• Astex Therapeutics Ltd., of Cambridge, UK, began Phase I trials of AZD5363, a protein kinase B inhibitor being developed for oncology applications. The multicenter study will evaluate safety, tolerability and preliminary anticancer activity of the drug in patients with advanced solid tumors. The trial will identify a dose to use for Phase II.
• Convergence Pharmaceuticals Ltd., of Cambridge, UK, started dosing in a Phase I study of CNV2197944, a small-molecule state-dependent calcium channel blocker, in chronic pain. The trial is designed to test pharmacokinetics, safety and tolerability of single-ascending oral doses of the drug and is expected to conclude in the third quarter.

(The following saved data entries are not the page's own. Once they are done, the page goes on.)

//! Per-node retry policies with exponential backoff.
//!
//! When a node returns an error the executor records the failure against the
//! node's counter and re-runs it with the same input until the node's
//! [`RetryPolicy`] is exhausted. Only then does the failure escalate (or, for
//! a `Send` branch, the branch is dropped).
//!
//! ```text
//! delay = initial × (backoff_factor ^ attempt)
//! delay = min(delay, max_interval)
//! if jitter: delay *= random(0.5..1.5)
//! ```

use rand::Rng;
use std::time::Duration;

/// Retry configuration for a node
#[derive(Debug, Clone, PartialEq)]
pub struct RetryPolicy {
    /// Maximum number of attempts (including the first)
    pub max_attempts: usize,

    /// Initial interval between retries in seconds
    pub initial_interval: f64,

    /// Multiplier for the interval after each retry
    pub backoff_factor: f64,

    /// Maximum interval between retries in seconds
    pub max_interval: f64,

    /// Whether to add random jitter to intervals
    pub jitter: bool,
}

impl RetryPolicy {
    /// Policy allowing `max_attempts` attempts in total
    pub fn new(max_attempts: usize) -> Self {
        Self {
            max_attempts: max_attempts.max(1),
            initial_interval: 0.5,
            backoff_factor: 2.0,
            max_interval: 128.0,
            jitter: true,
        }
    }

    /// Policy allowing `retries` re-runs after the first attempt
    pub fn with_retries(retries: usize) -> Self {
        Self::new(retries + 1)
    }

    /// Single attempt, no retry
    pub fn none() -> Self {
        Self::new(1)
    }

    pub fn with_initial_interval(mut self, seconds: f64) -> Self {
        self.initial_interval = seconds;
        self
    }

    pub fn with_backoff_factor(mut self, factor: f64) -> Self {
        self.backoff_factor = factor;
        self
    }

    pub fn with_max_interval(mut self, seconds: f64) -> Self {
        self.max_interval = seconds;
        self
    }

    pub fn with_jitter(mut self, jitter: bool) -> Self {
        self.jitter = jitter;
        self
    }

    /// Delay before retry number `attempt` (0-indexed)
    pub fn calculate_delay(&self, attempt: usize) -> Duration {
        if attempt >= self.max_attempts {
            return Duration::ZERO;
        }

        let base_delay = self.initial_interval * self.backoff_factor.powi(attempt as i32);
        let capped_delay = base_delay.min(self.max_interval).max(0.0);

        let final_delay = if self.jitter {
            let jitter_factor = rand::thread_rng().gen_range(0.5..=1.5);
            capped_delay * jitter_factor
        } else {
            capped_delay
        };

        Duration::from_secs_f64(final_delay)
    }

    /// Whether another attempt is allowed after `attempts` failures
    pub fn should_retry(&self, attempts: usize) -> bool {
        attempts < self.max_attempts
    }
}

impl Default for RetryPolicy {
    fn default() -> Self {
        Self::none()
    }
}

/// Failures observed by one task
#[derive(Debug, Clone, Default)]
pub struct RetryState {
    /// Number of failed attempts so far
    pub attempts: usize,

    /// Last error message
    pub last_error: Option<String>,
}

impl RetryState {
    pub fn new() -> Self {
        Self::default()
    }

    pub fn record_attempt(&mut self, error: Option<String>) {
        self.attempts += 1;
        self.last_error = error;
    }
}
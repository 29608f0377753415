//! Collaborators and settings shared by every workflow node.
//!
//! [`Services`] is cheap to clone: collaborators sit behind `Arc`, settings
//! are plain values. A session gets its own copy with the run mode applied,
//! so toggles never live in process-wide state.

use llm::{build_client, RemoteLlmConfig, StructuredLlm};
use std::path::PathBuf;
use std::sync::Arc;
use std::time::Duration;
use tracing::info;

use crate::cache::AnswerCache;
use crate::config::{FinragConfig, Limits, RunMode, WorkflowSettings};
use crate::error::{FinragError, Result};
use crate::kpi::KpiCatalog;
use crate::reports::{
    DirectoryReportCatalog, InMemoryReportCatalog, ReportCatalog, ReportDownloader,
    UnconfiguredDownloader,
};
use crate::retrieval::{HttpRetriever, MultiRetriever, Retriever};
use crate::websearch::{FallbackWebSearch, WebSearch};

#[derive(Clone)]
pub struct Services {
    pub llm: Arc<dyn StructuredLlm>,
    pub retriever: Arc<dyn Retriever>,
    pub web: Arc<dyn WebSearch>,
    pub reports: Arc<dyn ReportCatalog>,
    pub downloader: Arc<dyn ReportDownloader>,
    /// Where downloaded filings are stored
    pub data_dir: PathBuf,
    pub kpis: Arc<KpiCatalog>,
    pub cache: Arc<AnswerCache>,
    pub settings: WorkflowSettings,
    pub limits: Limits,
    /// Documents per retrieval
    pub top_k: usize,
    /// Budget of one retriever call
    pub retriever_timeout: Duration,
}

impl std::fmt::Debug for Services {
    fn fmt(&self, f: &mut std::fmt::Formatter<'_>) -> std::fmt::Result {
        f.debug_struct("Services")
            .field("llm", &self.llm.model_name())
            .field("web", &self.web.name())
            .field("data_dir", &self.data_dir)
            .field("settings", &self.settings)
            .field("limits", &self.limits)
            .field("top_k", &self.top_k)
            .finish_non_exhaustive()
    }
}

impl Services {
    /// Defaults: no web providers, an empty report catalog, no downloader,
    /// the built-in KPI catalog and a disabled cache.
    pub fn new(llm: Arc<dyn StructuredLlm>, retriever: Arc<dyn Retriever>) -> Result<Self> {
        Ok(Self {
            llm,
            retriever,
            web: Arc::new(FallbackWebSearch::default()),
            reports: Arc::new(InMemoryReportCatalog::default()),
            downloader: Arc::new(UnconfiguredDownloader),
            data_dir: PathBuf::from("data"),
            kpis: Arc::new(KpiCatalog::builtin()?),
            cache: Arc::new(AnswerCache::disabled()),
            settings: WorkflowSettings::default(),
            limits: Limits::default(),
            top_k: 5,
            retriever_timeout: Duration::from_secs(30),
        })
    }

    /// Production wiring from configuration
    pub async fn from_config(config: &FinragConfig) -> Result<Self> {
        let llm = llm_from_config(config)?;

        let timeout = config.retriever.timeout();
        let mut retrievers: Vec<Arc<dyn Retriever>> = Vec::new();
        for address in config.retriever.addresses() {
            retrievers.push(Arc::new(HttpRetriever::new(address.base_url(), timeout)?));
        }
        let retriever: Arc<dyn Retriever> = if retrievers.len() == 1 {
            retrievers.remove(0)
        } else {
            Arc::new(MultiRetriever::new(retrievers))
        };

        let web = FallbackWebSearch::from_config(&config.web_search)?;
        info!(providers = ?web.provider_names(), "web search configured");

        let kpis = KpiCatalog::load_or_builtin(config.storage.kpi_catalog.as_deref()).await?;

        Ok(Self::new(llm, retriever)?
            .with_web(Arc::new(web))
            .with_reports(Arc::new(DirectoryReportCatalog::new(&config.storage.data_dir)))
            .with_data_dir(config.storage.data_dir.clone())
            .with_kpis(kpis)
            .with_cache(AnswerCache::new(&config.cache))
            .with_settings(config.workflow.clone())
            .with_limits(config.limits.clone())
            .with_retrieval(config.retriever.top_k, timeout))
    }

    pub fn with_web(mut self, web: Arc<dyn WebSearch>) -> Self {
        self.web = web;
        self
    }

    pub fn with_reports(mut self, reports: Arc<dyn ReportCatalog>) -> Self {
        self.reports = reports;
        self
    }

    pub fn with_downloader(mut self, downloader: Arc<dyn ReportDownloader>) -> Self {
        self.downloader = downloader;
        self
    }

    pub fn with_data_dir(mut self, dir: impl Into<PathBuf>) -> Self {
        self.data_dir = dir.into();
        self
    }

    pub fn with_kpis(mut self, kpis: KpiCatalog) -> Self {
        self.kpis = Arc::new(kpis);
        self
    }

    pub fn with_cache(mut self, cache: AnswerCache) -> Self {
        self.cache = Arc::new(cache);
        self
    }

    pub fn with_settings(mut self, settings: WorkflowSettings) -> Self {
        self.settings = settings;
        self
    }

    pub fn with_limits(mut self, limits: Limits) -> Self {
        self.limits = limits;
        self
    }

    pub fn with_retrieval(mut self, top_k: usize, timeout: Duration) -> Self {
        self.top_k = top_k;
        self.retriever_timeout = timeout;
        self
    }

    /// Copy with `mode` applied to settings and limits
    pub fn for_mode(&self, mode: RunMode) -> Self {
        let (settings, limits) = mode.apply(&self.settings, &self.limits);
        Self {
            settings,
            limits,
            ..self.clone()
        }
    }
}

fn llm_from_config(config: &FinragConfig) -> Result<Arc<dyn StructuredLlm>> {
    let settings = &config.llm;
    let base_url = settings
        .base_url
        .clone()
        .unwrap_or_else(|| settings.provider.default_base_url().to_string());
    let api_key = match settings.api_key.as_ref().filter(|k| !k.is_empty() && !k.starts_with("${")) {
        Some(key) => key.clone(),
        None => std::env::var(&settings.api_key_env).map_err(|_| {
            FinragError::Config(format!(
                "no LLM API key: set llm.api_key or the {} environment variable",
                settings.api_key_env
            ))
        })?,
    };
    let remote = RemoteLlmConfig::new(api_key, base_url, settings.model.clone())
        .with_timeout(Duration::from_secs(settings.timeout_secs))
        .with_max_retries(settings.max_retries)
        .with_max_tokens(settings.max_tokens)
        .with_temperature(settings.temperature);
    Ok(build_client(settings.provider, remote)?)
}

• Durect Corp., of Cupertino, Calif., said top-line results from a Phase II trial showed that Eladur (Transdur-Bupivacaine), its transdermal bupivacaine pain patch, missed the primary endpoint of demonstrating a positive treatment difference over placebo for the mean change in pain intensity scores from baseline to the mean of week 11 and week 12. Complete data analysis is ongoing. Eladur is partnered with King Pharmaceuticals Inc., now owned by New York-based Pfizer Inc.
• Verona Pharma plc, of London, began Phase II trials of its respiratory candidate, RPL554. The open-label trial will evaluate the bronchodilator effects of RPL554 in patients with COPD via measurement of forced expiratory volume in 1 second, blood pressure and electrocardiogram. RPL554 will be dosed through a nebulizer, as in previous trials.
• Zealand Pharma A/S, of Copenhagen, and Sanofi-Aventis S/A, of Paris, reported top-line results from the GetGoal-S Phase III trial of lixisenatide in Type II diabetes showing the drug achieved its primary efficacy endpoint of significant HbA1c reduction, improving glycemic control from baseline as compared to placebo, and causing a reduction in body weight. Lixisenatide is being developed as an add-on therapy for Type II diabetes patients who do not have adequate control on sulfonylureas with or without metformin. GetGoal-S was randomized, double-blind, placebo-controlled study enrolling 589 patients for 24 weeks of treatment.